La production belge actuelle, si elle est de haute qualité, est toutefois limitée. La Dre Sarah Djebara s’occupe de sélectionner les patients qui seront traités par phagothérapie. Jusqu’à aujourd’hui, quelque 110 personnes, de 12 pays européens, souffrant de bactéries antibiorésistantes ont pu bénéficier gratuitement de ce traitement. Et avoir la vie sauve.

« La sélection se fait surtout sur le type de pathogènes. On n’a pas des phages pour tout. Ensuite, il faut pouvoir analyser médicalement quel est l’intérêt de la phagothérapie par rapport au cheminement infectiologique du patient. »

Une autre contrainte capitale est la collaboration des médecins. « Ici, à l’hôpital militaire, nos capacités sont limitées en ce sens qu’il est essentiellement destiné aux grands brûlés. Les services classiques d’un hôpital classique sont absents. On a la possibilité de donner quelques traitements en ambulatoire, à condition que le patient soit suffisamment stable. Mais pour les traitements plus complexes nécessitant une hospitalisation dans un environnement classique, la participation des médecins extérieurs est nécessaire. C’est parfois là que le bât blesse », explique Dre Djebara, coordinatrice qui essaie d’aider un maximum de médecins à commencer à utiliser la phagothérapie.

« Notre action ne se limite pas à donner des phages, on doit pouvoir garantir le suivi. Et pour cela, il est impératif que le médecin extérieur avec lequel on va discuter et organiser le suivi médical et infirmier soit là depuis le début. »

Les collaborations sont plus faciles avec certains hôpitaux volontaires, lesquels ont envie de s’investir dans la phagothérapie. C’est le cas du Gasthuisberg, l’hôpital adossé à la KULeuven, mais aussi du CHU de Liège, de certains hôpitaux de l’ULB et de l’hôpital de l’Université d’Anvers. « Il est plus aisé d’y avoir des interlocuteurs. Et ce, car ces hôpitaux sont davantage armés en termes de personnel, de recherche et de capacité à pouvoir entourer ce genre de patient avec une thérapie particulière. »

A noter que l’hôpital militaire ne limite pas sa collaboration aux hôpitaux universitaires. Il travaille aussi avec, notamment, les hôpitaux de Tournai et de Verviers. Sans oublier les nombreux traitements coordonnés à l’étranger, avec les médecins locaux.

Une législation pionnière

Jusqu’en 2018, le cadre réglementaire ne permettait pas l’usage médical des phages, excepté dans de rares cas dits compassionnels (c’est-à-dire quand la situation clinique est désespérée), sous le couvert de la déclaration d’Helsinki.

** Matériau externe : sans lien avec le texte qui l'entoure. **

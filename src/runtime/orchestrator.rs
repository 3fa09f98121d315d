//! Top-level import driver.
//!
//! Coordinates one run:
//! 1. Resolve the request and its import configuration
//! 2. Parse the mapping document
//! 3. Locate the newest spreadsheet attachment and stream its rows
//! 4. Validate, resolve and create one record per row
//! 5. Persist the run log, whatever the outcome
//!
//! Any fatal error ends the run at the row where it happens. Records created
//! for earlier rows stay committed.

use chrono::Utc;
use serde::Serialize;

use crate::error::ImportError;
use crate::mapping::{MappingSpec, ProcessKind};
use crate::record::{FieldValue, ResolvedRecord, Row};
use crate::runtime::collaborators::{Collaborators, ImportConfig};
use crate::runtime::context::RunContext;
use crate::runtime::resolver::FieldResolver;
use crate::runtime::validator::RowValidator;
use crate::transform_registry::ExtensionRegistry;

/// What the caller of [`ImportOrchestrator::run`] gets back.
#[derive(Debug, Clone, PartialEq, Eq, Serialize)]
pub struct ImportOutcome {
    pub success: bool,
    pub message: String,
    /// Ids of the records created before the run ended
    pub record_ids: Vec<String>,
}

impl ImportOutcome {
    pub fn records_created(&self) -> usize {
        self.record_ids.len()
    }
}

/// Mutable bookkeeping that must survive a failed run.
#[derive(Default)]
struct RunState {
    config_id: Option<String>,
    record_ids: Vec<String>,
}

fn timestamp() -> String {
    Utc::now().format("%Y-%m-%d %H:%M:%S").to_string()
}

/// Runs spreadsheet imports against a set of collaborators.
pub struct ImportOrchestrator<'a> {
    collaborators: Collaborators<'a>,
    extensions: &'a ExtensionRegistry,
    validator: RowValidator,
}

impl<'a> ImportOrchestrator<'a> {
    /// Orchestrator using the findings mandatory-field policy.
    pub fn new(collaborators: Collaborators<'a>, extensions: &'a ExtensionRegistry) -> Self {
        Self {
            collaborators,
            extensions,
            validator: RowValidator::findings(),
        }
    }

    pub fn with_validator(mut self, validator: RowValidator) -> Self {
        self.validator = validator;
        self
    }

    fn resolver(&self) -> FieldResolver<'a> {
        FieldResolver::new(
            self.collaborators.references,
            self.collaborators.choices,
            self.extensions,
        )
    }

    /// Import every row of the request's newest spreadsheet attachment.
    ///
    /// Never returns an error: fatal conditions become an unsuccessful
    /// [`ImportOutcome`] carrying the error message.
    pub fn run(&self, request_id: &str) -> ImportOutcome {
        let span = tracing::info_span!("import", request_id);
        let _enter = span.enter();

        let mut ctx = RunContext::default();
        let mut state = RunState::default();

        let outcome = match self.execute(request_id, &mut ctx, &mut state) {
            Ok(()) => {
                ctx.log(format!("Process completed successfully: {}", timestamp()));
                tracing::info!(records = state.record_ids.len(), "import completed");
                ImportOutcome {
                    success: true,
                    message: format!("Imported {} record(s)", state.record_ids.len()),
                    record_ids: state.record_ids,
                }
            }
            Err(e) => {
                let message = format!("There was an error importing the findings: {}", e);
                tracing::error!(records = state.record_ids.len(), "{}", message);
                ctx.log(message.clone());
                ImportOutcome {
                    success: false,
                    message,
                    record_ids: state.record_ids,
                }
            }
        };

        if let Some(config_id) = &state.config_id {
            self.persist_log(config_id, ctx);
        }

        outcome
    }

    fn execute(
        &self,
        request_id: &str,
        ctx: &mut RunContext,
        state: &mut RunState,
    ) -> Result<(), ImportError> {
        if request_id.trim().is_empty() {
            return Err(ImportError::InvalidId("Import request"));
        }

        let request = self
            .collaborators
            .requests
            .request_context(request_id)?
            .ok_or_else(|| ImportError::RequestNotFound(request_id.to_string()))?;

        if request.config_id.is_empty() {
            return Err(ImportError::InvalidId("Import configuration"));
        }
        let config = self
            .collaborators
            .configs
            .import_config(&request.config_id)?
            .ok_or_else(|| ImportError::ConfigNotFound(request.config_id.clone()))?;

        state.config_id = Some(request.config_id.clone());
        ctx.configure(config.options());
        ctx.log(format!(
            "Mapping Details: table={} dateFormat={} loggingEnabled={} parentField={}",
            config.target_table, config.date_format, config.logging_enabled, config.parent_field
        ));

        let spec = MappingSpec::parse(&config.mapping)?.with_options(config.options());
        if spec.uses_process(ProcessKind::Date) {
            let format = ctx.date_format()?;
            tracing::debug!(
                pattern = %format.pattern(),
                strftime = %format.strftime(),
                "date format compiled"
            );
        }
        ctx.log(format!("Process started: {}", timestamp()));

        if request.record_id.is_empty() {
            return Err(ImportError::InvalidId("Attachment record"));
        }
        let attachment_id = self
            .collaborators
            .attachments
            .latest_spreadsheet_attachment(&request.record_id)?
            .ok_or_else(|| ImportError::NoAttachment(request.record_id.clone()))?;
        ctx.log(format!("Attachment ID: {}", attachment_id));
        tracing::info!(
            attachment_id = %attachment_id,
            table = %config.target_table,
            mappings = spec.len(),
            "importing attachment"
        );

        for row in self.collaborators.rows.open_rows(&attachment_id)? {
            let row = row?;
            let record = self.assemble(&spec, &row, seed_record(&config, request_id), ctx)?;

            let id = self
                .collaborators
                .records
                .create_record(&config.target_table, &record)?;
            ctx.log(format!("Record Created: {}", id));
            tracing::debug!(record_id = %id, "record created");
            state.record_ids.push(id);
        }

        Ok(())
    }

    /// Validate `row` and resolve it into a target record.
    pub fn build_record(
        &self,
        spec: &MappingSpec,
        row: &Row,
        ctx: &mut RunContext,
    ) -> Result<ResolvedRecord, ImportError> {
        self.assemble(spec, row, ResolvedRecord::new(), ctx)
    }

    fn assemble(
        &self,
        spec: &MappingSpec,
        row: &Row,
        mut record: ResolvedRecord,
        ctx: &mut RunContext,
    ) -> Result<ResolvedRecord, ImportError> {
        ctx.log(format!("Spreadsheet row: {}", serde_json::to_string(row).unwrap_or_default()));
        self.validator.validate(spec, row)?;

        let resolver = self.resolver();

        // Columns without a mapping are ignored.
        for column in row.keys() {
            ctx.log(format!("Processing column: {}", column));
            let Some(mapping) = spec.find_by_label(column) else {
                continue;
            };
            ctx.log(format!(
                "Column mapping: {}",
                serde_json::to_string(mapping).unwrap_or_default()
            ));

            let value = resolver.resolve_value(mapping, row, column, ctx)?;
            record.set(mapping.destination_field.clone(), value);
        }

        for mapping in spec.merge_field_mappings() {
            ctx.log(format!("Processing fields_to_merge column: {}", mapping.label));
            let value = resolver.resolve_value(mapping, row, &mapping.label, ctx)?;
            record.set(mapping.destination_field.clone(), value);
        }

        Ok(record)
    }

    fn persist_log(&self, config_id: &str, ctx: RunContext) {
        let log = ctx.into_run_log();
        if !log.is_enabled() {
            return;
        }

        if let Err(e) = self.collaborators.logs.append_run_log(config_id, &log.to_text()) {
            tracing::error!(config_id, error = %e, "failed to persist run log");
        }
    }
}

fn seed_record(config: &ImportConfig, request_id: &str) -> ResolvedRecord {
    let mut record = ResolvedRecord::new();
    if !config.parent_field.is_empty() {
        record.set(config.parent_field.clone(), FieldValue::raw(request_id));
    }
    record
}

Mais en 2018, en pionnière européenne, une loi belge a classé les phages dans la catégorie des préparations magistrales produites en pharmacie. « Ce cadre particulier nous permet, depuis lors, de traiter les patients avec des phages reconnus par un passeport génomique délivré par Sciensano », poursuit Dre Sarah Djebara.

Sur base de la monographie belge, des discussions sont en cours pour intégrer les phages à la pharmacopée européenne. Un texte pourrait émerger dans le courant de l’été 2022. De quoi faciliter l’usage des phages dans les 26 autres pays de l’Union.